Another **supervised learning** technique to classify

We can sacrifice accuracy to get _better_ boundaries

## Q: When would it be "better" to have a defined boundary over accuracy?

# Motivation

## Q: Look at these lines, which is a better model?



In [None]:
# Loading in an example dataset
iris = datasets.load_iris()
iris_data = iris.data

# Only use two targets/classifications
iris_targets = np.where(iris.target == 0, 0, 1)

# Plotting different points
plt.scatter(x=iris_data[:,2], y=iris_data[:,1], c=iris_targets)

# Plotting lines to separate points
l1 = np.array([[1,2],[6.5,4.5]])
plt.plot(l1[:,0], l1[:,1], linestyle='--')
l2 = np.array([[2,2],[3.5,4.5]])
plt.plot(l2[:,0], l2[:,1], linestyle='--')

## Accuracy isn't everything

Could say each line classifies the same (accuracy), but you know there's more to it.

**Boundaries** are also important (think about overfitting)

### Q: How can we define a "better" boundary ?

> Use distances from the line

We can define this as the **margin**

In [None]:
# Plotting different points
plt.scatter(x=iris_data[:,2], y=iris_data[:,1], c=iris_targets)

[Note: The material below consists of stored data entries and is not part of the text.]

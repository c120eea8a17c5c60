use nalgebra::Vector3;

use crate::CameraError;

use super::ViewParams;

/// Smallest accepted sine of the angle between view direction and view up.
pub const BASIS_EPSILON: f64 = 1e-9;

/// Camera coordinate system.
/// `u` points right, `v` up and `w` backwards (from the scene towards the eye).
#[derive(Debug, Clone, Copy, PartialEq)]
pub struct OrthonormalBasis {
    pub u: Vector3<f64>,
    pub v: Vector3<f64>,
    pub w: Vector3<f64>,
}

impl OrthonormalBasis {
    /// Derive basis from gaze `direction` and approximate `up` vector.
    ///
    /// Fails with [`CameraError::DegenerateCameraBasis`] if either vector is zero
    /// or the two are (anti)parallel.
    /// Non-finite inputs are not detected and produce non-finite basis.
    pub fn new(direction: &Vector3<f64>, up: &Vector3<f64>) -> Result<OrthonormalBasis, CameraError> {
        let degenerate = || {
            log::warn!("Cannot derive camera basis, direction {direction:?} up {up:?}");
            CameraError::DegenerateCameraBasis {
                direction: *direction,
                up: *up,
            }
        };

        // scale by largest component first, norm of tiny vectors underflows
        let dir_max = direction.amax();
        let up_max = up.amax();
        if dir_max == 0.0 || up_max == 0.0 {
            return Err(degenerate());
        }

        let forward = (direction / dir_max).normalize();
        let up_unit = (up / up_max).normalize();
        let right = forward.cross(&up_unit);
        // sine of the angle between the two
        let right_len = right.norm();
        if right_len < BASIS_EPSILON {
            return Err(degenerate());
        }

        let w = -forward;
        let u = right / right_len;
        let v = w.cross(&u).normalize();

        log::trace!("Camera basis u {u:?} v {v:?} w {w:?}");

        Ok(OrthonormalBasis { u, v, w })
    }

    pub fn from_view(view: &ViewParams) -> Result<OrthonormalBasis, CameraError> {
        OrthonormalBasis::new(&view.view_direction, &view.view_up)
    }

    /// Forward (gaze) direction, unit length.
    pub fn forward(&self) -> Vector3<f64> {
        -self.w
    }

    /// Check unit lengths and pairwise perpendicularity within `tolerance`.
    pub fn is_orthonormal(&self, tolerance: f64) -> bool {
        let unit = [self.u, self.v, self.w]
            .iter()
            .all(|axis| (axis.norm() - 1.0).abs() < tolerance);
        let perpendicular = self.u.dot(&self.v).abs() < tolerance
            && self.v.dot(&self.w).abs() < tolerance
            && self.w.dot(&self.u).abs() < tolerance;
        unit && perpendicular
    }
}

# Plotting lines to separate points
plt.plot(l2[:,0], l2[:,1], linestyle='-')

# Small margin
margin_small = np.array([0.2,0])
l2_margin_pos_small = l2 + margin_small
l2_margin_neg_small = l2 - margin_small

margin_larger = np.array([0.5,0])
l2_margin_pos_big = l2 + margin_larger
l2_margin_neg_big = l2 - margin_larger

# Plot with margins
plt.plot(l2_margin_pos_small[:,0], l2_margin_pos_small[:,1], linestyle='--', color='orange')
plt.plot(l2_margin_neg_small[:,0], l2_margin_neg_small[:,1], linestyle='--', color='orange')
plt.plot(l2_margin_pos_big[:,0], l2_margin_pos_big[:,1], linestyle='--', color='red')
plt.plot(l2_margin_neg_big[:,0], l2_margin_neg_big[:,1], linestyle='--', color='red')

plt.xlim(1,5)

## Where do we go from here?

We minimize the two kinds of error:
 - how many are "misclassified" 
 - how many are in bad boundary (within margin)
 

This gives us something like this:

$Error_{total} = Error_{classification} + Error_{margin}$
 

# Recall using a linear model

The errors closest to the line, get punished more! → increases error linear to parallel lines

+ $Wx + b = 0$
+ $Wx + b = 1$
+ $Wx + b = 2$

## Classification error

- We start from our margin to count the error (instead of the center)

## Margin error

- $E = |W|^2 = ||W_1||+||W_2|| + …$ 
    + big vs small margin (we want very large)
- $M = \frac{2}{||W||}$ 
    + inverse proportion, large margin → small error

Turns out to the same as the L2 Regularization!

## Gradient Descent to minimize

# Hyperparameter $C$ 

Gives us a way to decide on which line is better (even if classification is worse)

$Error_{total} = C \cdot Error_{classification} + Error_{margin}$

## Q: What happens if $C$ is very large? (What errors do we care about more?)

Big $C$ will give us smaller $C$ (we like small margins to avoid errors)